Since we don’t know our last day(s), I can’t make a lot of useful projections. For now, I can run tally up how much accessible cash we have to cover my part of the household income. That’ll be saved cash and i-bonds, and the cash meant to be invested.

I’m reviewing the rules around unemployment benefits to stretch my timeline of available cash. For unemployment in CA, it looks like my best bet is to apply right away because it’s based on the highest quarter in my last 18 months of income. I should be eligible for $450 per week up to 1 year. I found this bit interesting: “The California Training Benefits (CTB) program allows you to attend school or training while receiving unemployment benefits.” That might be useful! My industry has been taking some really awful turns with the proliferation of GenAI and I don’t want to go back. Maybe this is one way to pivot back into animal care that I’d rather be doing, down the road. I’ll return to that later. My brain doesn’t have room for it now but I have to dig into it probably in my first two months of being laid off since we have to apply before the 16th week of unemployment.

If the initial information was accurate, severance should be 2 weeks per year of service and I’ll max it out at 26 weeks. That’s taxed at a higher rate, about 41%, so 60% in take home cash works out to roughly 3.5 months of income.

Year 6, Day 363: I’m just sad today. I’ve been working every day this week since the announcement to support my team, and maybe incidentally keeping too busy to think much about my own situation but the questions of “who am I when I don’t spend 40 hours a week doing my thing” and “what do I want / what can I do next?” and “how bad does it feel not to be in charge of my own team anymore?” (answer: so bad) are rising to the surface. I hated my actual job of the past 2-3 years. That was miserable. I was still good at it, I had been making life significantly better for my team and that was so many lives improved, but I hated the corporate pressures where nothing mattered except “line goes up” well beyond the possibilities in reality. None of their lies and platitudes serving as reasons for this devastation matters, I’m just sad.  In therapy I’m going to have to explore how to handle being a person whose job of 15 years revolved around doing the work itself but also building an amazing team that was just summarily axed. I have lots of feelings about this. I thought that cutting off my dad was a hard identity transition. This one may be a lot harder? But maybe a positive one, in the end, like going no contact was, ultimately.

There’s some shades of relief knowing that there’s an end to my personal suffering but I would never have taken that route at my team’s expense if I had any choice about it.

There’s also resentment that I’d finally found some kind of balance between my saving (extreme) and spending (extremely no) impulses and now it has to flip around a bit until I know where the money is coming from.

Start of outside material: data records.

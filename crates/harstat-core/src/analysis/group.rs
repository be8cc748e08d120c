use serde::Serialize;
use std::collections::BTreeMap;

/// Occurrences per derived key.
///
/// Backed by a sorted map so that serialized reports are reproducible.
#[derive(Debug, Clone, Default, PartialEq, Eq, Serialize)]
#[serde(transparent)]
pub struct GroupCounts(BTreeMap<String, usize>);

impl GroupCounts {
    /// Count `items` by `key`. Items whose key is `None` are not counted.
    pub fn count_by<T, K, F>(items: &[T], key: F) -> Self
    where
        K: ToString,
        F: Fn(&T) -> Option<K>,
    {
        let mut counts = BTreeMap::new();
        for k in items.iter().filter_map(key) {
            *counts.entry(k.to_string()).or_insert(0) += 1;
        }
        Self(counts)
    }

    pub fn get(&self, key: &str) -> usize {
        self.0.get(key).copied().unwrap_or(0)
    }

    /// Sum of all counts
    pub fn total(&self) -> usize {
        self.0.values().sum()
    }

    pub fn len(&self) -> usize {
        self.0.len()
    }

    pub fn is_empty(&self) -> bool {
        self.0.is_empty()
    }

    pub fn iter(&self) -> impl Iterator<Item = (&str, usize)> {
        self.0.iter().map(|(k, v)| (k.as_str(), *v))
    }

    /// Most frequent first; equal counts fall back to key order.
    pub fn by_count_desc(&self) -> Vec<(&str, usize)> {
        let mut entries: Vec<_> = self.iter().collect();
        entries.sort_by(|a, b| b.1.cmp(&a.1));
        entries
    }
}
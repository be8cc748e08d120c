mod host_pattern;

pub use host_pattern::HostPattern;

use crate::record::TransactionRecord;
use url::Url;

/// Selection applied to transaction records before a report is composed.
///
/// Conditions combine with AND; host patterns combine with OR among themselves.
/// Unset conditions accept every record.
#[derive(Debug, Default)]
pub struct FilterCriteria {
    pub hosts: Vec<HostPattern>,
    pub status: Option<StatusFilter>,
    /// Upper-cased
    pub method: Option<String>,
    /// Lower-cased, matched as a substring of the response content type
    pub content_type: Option<String>,
}

impl FilterCriteria {
    pub fn new() -> Self {
        Self::default()
    }

    pub fn with_hosts<I, S>(mut self, patterns: I) -> crate::Result<Self>
    where
        I: IntoIterator<Item = S>,
        S: AsRef<str>,
    {
        for pattern in patterns {
            self.hosts.push(HostPattern::parse(pattern.as_ref())?);
        }
        Ok(self)
    }

    pub fn with_status(mut self, pattern: &str) -> crate::Result<Self> {
        self.status = Some(StatusFilter::parse(pattern)?);
        Ok(self)
    }

    pub fn with_method(mut self, method: &str) -> Self {
        self.method = Some(method.to_uppercase());
        self
    }

    pub fn with_content_type(mut self, content_type: &str) -> Self {
        self.content_type = Some(content_type.to_lowercase());
        self
    }

    pub fn is_empty(&self) -> bool {
        self.hosts.is_empty()
            && self.status.is_none()
            && self.method.is_none()
            && self.content_type.is_none()
    }

    pub fn matches(&self, record: &TransactionRecord) -> bool {
        self.matches_host(record)
            && self.status.as_ref().is_none_or(|s| s.matches(record.status))
            && self
                .method
                .as_ref()
                .is_none_or(|m| record.method.eq_ignore_ascii_case(m))
            && self
                .content_type
                .as_ref()
                .is_none_or(|ct| record.content_type.to_lowercase().contains(ct))
    }

    fn matches_host(&self, record: &TransactionRecord) -> bool {
        if self.hosts.is_empty() {
            return true;
        }

        let url = match Url::parse(&record.url) {
            Ok(url) => url,
            Err(e) => {
                tracing::debug!("Failed to parse URL {}: {}", record.url, e);
                return false;
            }
        };

        match url.host_str() {
            Some(host) => self.hosts.iter().any(|pattern| pattern.matches(host)),
            None => false,
        }
    }
}

/// HTTP status selector
#[derive(Debug, Clone, PartialEq)]
pub enum StatusFilter {
    Exact(i64),
    /// Inclusive bounds
    Range(i64, i64),
}

impl StatusFilter {
    /// Accepts `404`, class shorthand like `4xx`, or an inclusive range `500-599`.
    pub fn parse(pattern: &str) -> crate::Result<Self> {
        let pattern = pattern.trim();

        if let Some(class) = pattern.strip_suffix("xx")
            && class.len() == 1
            && let Some(digit) = class.chars().next().and_then(|c| c.to_digit(10))
        {
            let start = i64::from(digit) * 100;
            return Ok(StatusFilter::Range(start, start + 99));
        }

        let parse_code = |s: &str, what: &str| {
            s.trim().parse::<i64>().map_err(|_| {
                crate::Error::InvalidPattern(format!("Invalid status {}: {}", what, s))
            })
        };

        if let Some((start, end)) = pattern.split_once('-') {
            let start = parse_code(start, "range start")?;
            let end = parse_code(end, "range end")?;
            if start > end {
                return Err(crate::Error::InvalidPattern(format!(
                    "Status range {} is reversed",
                    pattern
                )));
            }
            return Ok(StatusFilter::Range(start, end));
        }

        parse_code(pattern, "code").map(StatusFilter::Exact)
    }

    pub fn matches(&self, status: i64) -> bool {
        match self {
            StatusFilter::Exact(code) => status == *code,
            StatusFilter::Range(start, end) => (*start..=*end).contains(&status),
        }
    }
}

/// Keep the records accepted by `criteria`, preserving their order.
pub fn filter_records(
    records: Vec<TransactionRecord>,
    criteria: &FilterCriteria,
) -> Vec<TransactionRecord> {
    if criteria.is_empty() {
        return records;
    }

    let before = records.len();
    let kept: Vec<TransactionRecord> = records
        .into_iter()
        .filter(|record| criteria.matches(record))
        .collect();

    tracing::debug!("Filter kept {} of {} records", kept.len(), before);
    kept
}
use std::cmp::Ordering;

/// The `n` items with the largest keys, in descending key order.
///
/// Items with equal keys keep their input order. Shorter inputs come back
/// whole, never an error.
pub fn top_n<T, K, F>(items: &[T], n: usize, key: F) -> Vec<&T>
where
    K: PartialOrd,
    F: Fn(&T) -> K,
{
    let mut keyed: Vec<(K, &T)> = items.iter().map(|item| (key(item), item)).collect();

    // sort_by is stable, which gives the tie-break on input order.
    keyed.sort_by(|(a, _), (b, _)| b.partial_cmp(a).unwrap_or(Ordering::Equal));
    keyed.truncate(n);

    keyed.into_iter().map(|(_, item)| item).collect()
}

One Response to “Living in the time of pandemic: COVID-19 (308)”

  1. Luisa in Dallas says:

    Wow, what a stupidly run company! You did your best in a bad situation for YEARS.I hope you will soon feel relief instead of sadness at not having to deal with their craziness day in and day out.

    Maybe get yourself a dog now? It would be such a positive boost for you, like additional therapy! And it sounds like you might have extra time available to train it. After reading your blog for years, I imagine you may have to turn off your frugal brain that will panic at adding pet expenses to the budget, but think how happy and engaged having a dog again would make you feel.

    Rooting for you! Please take extra care of yourself.